Search the listing below for the line containing "fn with_params(name: &str, count: usize)". From there through the line containing "let bound = SourceMethod", transcribe every line exactly, both ends included.

Content starts

#[derive(Debug, Clone, Copy, PartialEq, Eq, Default, Serialize, Deserialize)]
pub enum MethodKind {
    #[default]
    Normal,
    Constructor,
    StaticConstructor,
    /// Compiler-synthesized `add_`/`remove_` event accessors.
    EventAccessor,
}

#[derive(Debug, Clone, PartialEq, Eq, Default, Serialize, Deserialize)]
pub struct SourceMethod {
    /// Internal name, unique across the module.
    pub name: String,
    /// Externally visible name.
    pub display_name: String,
    #[serde(default)]
    pub kind: MethodKind,
    #[serde(default)]
    pub is_public: bool,
    #[serde(default)]
    pub params: Vec<Param>,
    #[serde(default)]
    pub return_type: TypeRef,
    #[serde(default)]
    pub locals: Vec<TypeRef>,
    /// Call classification for external entries. A bound method has no body
    /// of its own; callers are lowered through the binding instead.
    #[serde(default)]
    pub binding: Option<Binding>,
    #[serde(default)]
    pub body: Vec<SourceInstruction>,
}

#[derive(Debug, Clone, PartialEq, Eq, Serialize, Deserialize)]
pub struct Param {
    pub name: String,
    #[serde(rename = "type")]
    pub ty: TypeRef,
}

impl Param {
    pub fn new(name: impl Into<String>, ty: TypeRef) -> Self {
        Self {
            name: name.into(),
            ty,
        }
    }
}

/// How calls to an external method are lowered.
#[derive(Debug, Clone, PartialEq, Eq, Serialize, Deserialize)]
pub enum Binding {
    /// Interop service, by its dotted name (e.g. `System.Runtime.Log`).
    Syscall(String),
    /// Literal target-machine instructions spliced at the call site.
    OpCodes(Vec<RawOp>),
    /// Method of another deployed contract.
    Contract { hash: String, method: String },
}

/// One raw target instruction inside an [`Binding::OpCodes`] sequence.
#[derive(Debug, Clone, PartialEq, Eq, Serialize, Deserialize)]
pub struct RawOp {
    pub opcode: u8,
    #[serde(default)]
    pub operand: Vec<u8>,
}

#[derive(Debug, Clone, PartialEq, Eq, Serialize, Deserialize)]
pub struct SourceField {
    pub name: String,
    #[serde(rename = "type")]
    pub ty: TypeRef,
    #[serde(default)]
    pub is_static: bool,
    #[serde(default)]
    pub is_readonly: bool,
    /// Compile-time literal (`const`); never occupies storage.
    #[serde(default)]
    pub is_literal: bool,
}

#[derive(Debug, Clone, PartialEq, Eq, Serialize, Deserialize)]
pub struct SourceEvent {
    /// Name of the backing field, as referenced by `ldsfld`.
    pub name: String,
    pub display_name: String,
    #[serde(default)]
    pub params: Vec<Param>,
}
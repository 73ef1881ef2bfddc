use neoil_core::{
    Binding, Colors, MethodKind, Op, Param, SourceField, SourceMethod, SourceType, TypeKind, TypeRef,
};

use crate::test_utils::{
    compile_err, compile_ok, contract_type, listing_with, method, module, token_type, with_locals,
};
use crate::{CompileError, Compiler, Error, Limits};

fn ret(name: &str) -> SourceMethod {
    method(name, &name.to_lowercase(), &[], TypeRef::Void, vec![Op::Ret])
}

fn with_params(name: &str, count: usize) -> SourceMethod {
    SourceMethod {
        params: (0..count).map(|i| Param::new(format!("p{i}"), TypeRef::Int32)).collect(),
        ..ret(name)
    }
}

#[test]
fn only_translatable_methods_are_registered() {
    let helper = SourceType {
        kind: TypeKind::Helper,
        ..contract_type("A", vec![ret("A::Util")])
    };
    let scaffolding = SourceType {
        kind: TypeKind::Synthesized,
        ..contract_type("S", vec![method("S::X", "x", &[], TypeRef::Void, vec![Op::Localloc])])
    };
    let ctor = SourceMethod {
        kind: MethodKind::Constructor,
        ..ret("C::.ctor")
    };
    let bound = SourceMethod {
        binding: Some(Binding::Syscall("System.Runtime.Log".to_string())),
        body: vec![],
        ..ret("C::Log")
    };
    let contract = contract_type("C", vec![ctor, ret("C::Run"), bound]);

    let compiled = compile_ok(&module(vec![helper, scaffolding, contract]));

    let names: Vec<&str> = compiled.program().methods().keys().map(String::as_str).collect();
    assert_eq!(names, vec!["A::Util", "C::Run"]);
    assert_eq!(compiled.script(), &[0x40, 0x40]);
}

#[test]
fn duplicate_method_is_rejected() {
    let types = vec![
        contract_type("C", vec![ret("C::F")]),
        contract_type("D", vec![ret("C::F")]),
    ];

    assert_eq!(compile_err(types), CompileError::DuplicateMethod("C::F".to_string()));
}

#[test]
fn initializer_name_collision_is_rejected() {
    let mut ty = token_type();
    ty.methods.push(ret("_initialize"));

    assert_eq!(
        compile_err(vec![ty]),
        CompileError::DuplicateMethod("_initialize".to_string())
    );
}

#[test]
fn parameter_limit_is_inclusive() {
    let at_limit = compile_ok(&module(vec![contract_type("C", vec![with_params("C::Wide", 255)])]));
    assert_eq!(&at_limit.script()[..3], &[0x57, 0, 255]);

    assert_eq!(
        compile_err(vec![contract_type("C", vec![with_params("C::Many", 256)])]),
        CompileError::ResourceLimit {
            scope: "C::Many".to_string(),
            what: "parameters",
            count: 256,
            max: 255,
        }
    );
}

#[test]
fn configured_local_limit() {
    let m = with_locals(ret("C::M"), vec![TypeRef::Int32; 3]);
    let compiler = Compiler::builder().limits(Limits::new().locals(2)).build();

    let err = compiler.compile(&module(vec![contract_type("C", vec![m])])).unwrap_err();

    assert_eq!(
        err,
        Error::Compile(CompileError::ResourceLimit {
            scope: "C::M".to_string(),
            what: "locals",
            count: 3,
            max: 2,
        })
    );
}

#[test]
fn limits_are_clamped_to_slot_range() {
    let limits = Limits::new().params(1000).locals(300).static_fields(256);

    assert_eq!(limits.max_params(), 255);
    assert_eq!(limits.max_locals(), 255);
    assert_eq!(limits.max_static_fields(), 255);
    assert_eq!(Limits::new().params(4).max_params(), 4);
}

#[test]
fn statics_are_folded_or_initialized() {
    insta::assert_snapshot!(listing_with(vec![token_type()]), @r#"
    C::Count:
      0000  LDSFLD0
      0001  PUSH1
      0002  ADD
      0003  DUP
      0004  STSFLD0
      0005  RET
    C::Name:
      0006  PUSHDATA1 "tok"
      0011  RET
    C::Owner:
      0012  PUSHDATA1 0x010203
      0017  CONVERT Buffer
      0019  RET
    _initialize:
      0020  INITSSLOT 1
      0022  PUSH7
      0023  STSFLD0
      0024  RET
    "#);
}

#[test]
fn initializer_gets_its_own_locals() {
    let ty = SourceType {
        name: "C".to_string(),
        fields: vec![SourceField {
            name: "x".to_string(),
            ty: TypeRef::Int32,
            is_static: true,
            is_readonly: false,
            is_literal: false,
        }],
        static_init: crate::test_utils::body(vec![
            Op::LdcI4(3),
            Op::StLoc(0),
            Op::LdLoc(0),
            Op::StSFld(neoil_core::FieldRef::new("C", "x")),
            Op::Ret,
        ]),
        ..Default::default()
    };

    insta::assert_snapshot!(listing_with(vec![ty]), @r"
    _initialize:
      0000  INITSSLOT 1
      0002  INITSLOT 1 0
      0005  PUSH3
      0006  STLOC0
      0007  LDLOC0
      0008  STSFLD0
      0009  RET
    ");
}

#[test]
fn branch_to_missing_offset_is_rejected() {
    let m = method("C::F", "f", &[], TypeRef::Void, vec![Op::Br(99)]);

    assert_eq!(
        compile_err(vec![contract_type("C", vec![m])]),
        CompileError::UnresolvedLocalTarget {
            method: "C::F".to_string(),
            target: 99,
        }
    );
}

#[test]
fn compilation_is_deterministic() {
    let source = module(vec![token_type()]);

    let first = compile_ok(&source);
    let second = compile_ok(&source);

    assert_eq!(first.script(), second.script());
    assert_eq!(first.abi_json().unwrap(), second.abi_json().unwrap());
    assert_eq!(
        first.program().dump(Colors::OFF),
        second.program().dump(Colors::OFF)
    );
}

Content ends

ANSWER TO THIS PROBLEM:
fn with_params(name: &str, count: usize) -> SourceMethod {
    SourceMethod {
        params: (0..count).map(|i| Param::new(format!("p{i}"), TypeRef::Int32)).collect(),
        ..ret(name)
    }
}

#[test]
fn only_translatable_methods_are_registered() {
    let helper = SourceType {
        kind: TypeKind::Helper,
        ..contract_type("A", vec![ret("A::Util")])
    };
    let scaffolding = SourceType {
        kind: TypeKind::Synthesized,
        ..contract_type("S", vec![method("S::X", "x", &[], TypeRef::Void, vec![Op::Localloc])])
    };
    let ctor = SourceMethod {
        kind: MethodKind::Constructor,
        ..ret("C::.ctor")
    };
    let bound = SourceMethod {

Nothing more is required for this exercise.